(Dataset items)
----

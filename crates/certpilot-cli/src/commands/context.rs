//! Wiring shared by every command that touches the database

use certpilot_certificates::{
    AcmeOrchestrator, CertificateEngine, DefaultCertificateRepository,
    DefaultDeployConfigRepository, DefaultTaskRepository, EngineDeps, EngineSettings,
    InstantAcmeClient, InventoryCloudDirectory,
};
use certpilot_core::{EncryptionService, EngineConfig, SecretCodec};
use certpilot_database::establish_connection;
use certpilot_deployer::{DefaultDeployTargetFactory, Inventory};
use certpilot_dns::DnsProviderService;
use clap::Args;
use std::path::{Path, PathBuf};
use std::sync::Arc;
use tracing::{debug, info};

/// Location of the engine configuration file
#[derive(Args, Clone, Debug)]
pub struct ConfigArgs {
    /// Path to the YAML configuration file
    #[arg(
        long,
        short = 'c',
        default_value = "certpilot.yaml",
        env = "CERTPILOT_CONFIG"
    )]
    pub config: PathBuf,
}

pub struct EngineContext {
    pub config: EngineConfig,
    pub dns: Arc<DnsProviderService>,
    pub engine: Arc<CertificateEngine>,
}

impl EngineContext {
    /// Loads the config, connects (running migrations) and assembles the engine.
    pub async fn build(path: &Path) -> anyhow::Result<Self> {
        let config = EngineConfig::load(path)?;
        debug!("Loaded configuration from {}", path.display());

        let db = establish_connection(&config.database).await?;
        let codec: Arc<dyn SecretCodec> = Arc::new(EncryptionService::new(&config.encryption_key)?);

        let dns = Arc::new(DnsProviderService::new(db.clone(), codec.clone()));
        let inventory = Arc::new(Inventory::new(&config.inventory, codec.clone()));
        let acme = AcmeOrchestrator::new(
            Arc::new(InstantAcmeClient::new(&config.acme)),
            config.acme.deadline(),
        );

        let deps = EngineDeps {
            certificates: Arc::new(DefaultCertificateRepository::new(db.clone(), codec.clone())),
            tasks: Arc::new(DefaultTaskRepository::new(db.clone())),
            deploy_configs: Arc::new(DefaultDeployConfigRepository::new(db.clone())),
            dns: dns.clone(),
            acme,
            cloud: Arc::new(InventoryCloudDirectory::new(
                &config.inventory.cloud_accounts,
                codec,
            )),
            deployers: Arc::new(DefaultDeployTargetFactory::from_inventory(inventory)),
        };
        let engine = Arc::new(CertificateEngine::new(
            deps,
            EngineSettings::from_config(&config),
        ));

        info!(
            "Engine ready ({} hosts, {} clusters, {} cloud accounts)",
            config.inventory.hosts.len(),
            config.inventory.clusters.len(),
            config.inventory.cloud_accounts.len()
        );
        Ok(Self {
            config,
            dns,
            engine,
        })
    }
}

----

# Work item:
In full and word for word, reproduce the data above.

# Answer section:
filename crates/certpilot-cli/src/commands/context.rs
//! Wiring shared by every command that touches the database

use certpilot_certificates::{
    AcmeOrchestrator, CertificateEngine, DefaultCertificateRepository,
    DefaultDeployConfigRepository, DefaultTaskRepository, EngineDeps, EngineSettings,
    InstantAcmeClient, InventoryCloudDirectory,
};
use certpilot_core::{EncryptionService, EngineConfig, SecretCodec};
use certpilot_database::establish_connection;
use certpilot_deployer::{DefaultDeployTargetFactory, Inventory};
use certpilot_dns::DnsProviderService;
use clap::Args;
use std::path::{Path, PathBuf};
use std::sync::Arc;
use tracing::{debug, info};

/// Location of the engine configuration file
#[derive(Args, Clone, Debug)]
pub struct ConfigArgs {
    /// Path to the YAML configuration file
    #[arg(
        long,
        short = 'c',
        default_value = "certpilot.yaml",
        env = "CERTPILOT_CONFIG"
    )]
    pub config: PathBuf,
}

pub struct EngineContext {
    pub config: EngineConfig,
    pub dns: Arc<DnsProviderService>,
    pub engine: Arc<CertificateEngine>,
}

impl EngineContext {
    /// Loads the config, connects (running migrations) and assembles the engine.
    pub async fn build(path: &Path) -> anyhow::Result<Self> {
        let config = EngineConfig::load(path)?;
        debug!("Loaded configuration from {}", path.display());

        let db = establish_connection(&config.database).await?;
        let codec: Arc<dyn SecretCodec> = Arc::new(EncryptionService::new(&config.encryption_key)?);

        let dns = Arc::new(DnsProviderService::new(db.clone(), codec.clone()));
        let inventory = Arc::new(Inventory::new(&config.inventory, codec.clone()));
        let acme = AcmeOrchestrator::new(
            Arc::new(InstantAcmeClient::new(&config.acme)),
            config.acme.deadline(),
        );

        let deps = EngineDeps {
            certificates: Arc::new(DefaultCertificateRepository::new(db.clone(), codec.clone())),
            tasks: Arc::new(DefaultTaskRepository::new(db.clone())),
            deploy_configs: Arc::new(DefaultDeployConfigRepository::new(db.clone())),
            dns: dns.clone(),
            acme,
            cloud: Arc::new(InventoryCloudDirectory::new(
                &config.inventory.cloud_accounts,
                codec,
            )),
            deployers: Arc::new(DefaultDeployTargetFactory::from_inventory(inventory)),
        };
        let engine = Arc::new(CertificateEngine::new(
            deps,
            EngineSettings::from_config(&config),
        ));

        info!(
            "Engine ready ({} hosts, {} clusters, {} cloud accounts)",
            config.inventory.hosts.len(),
            config.inventory.clusters.len(),
            config.inventory.cloud_accounts.len()
        );
        Ok(Self {
            config,
            dns,
            engine,
        })
    }
}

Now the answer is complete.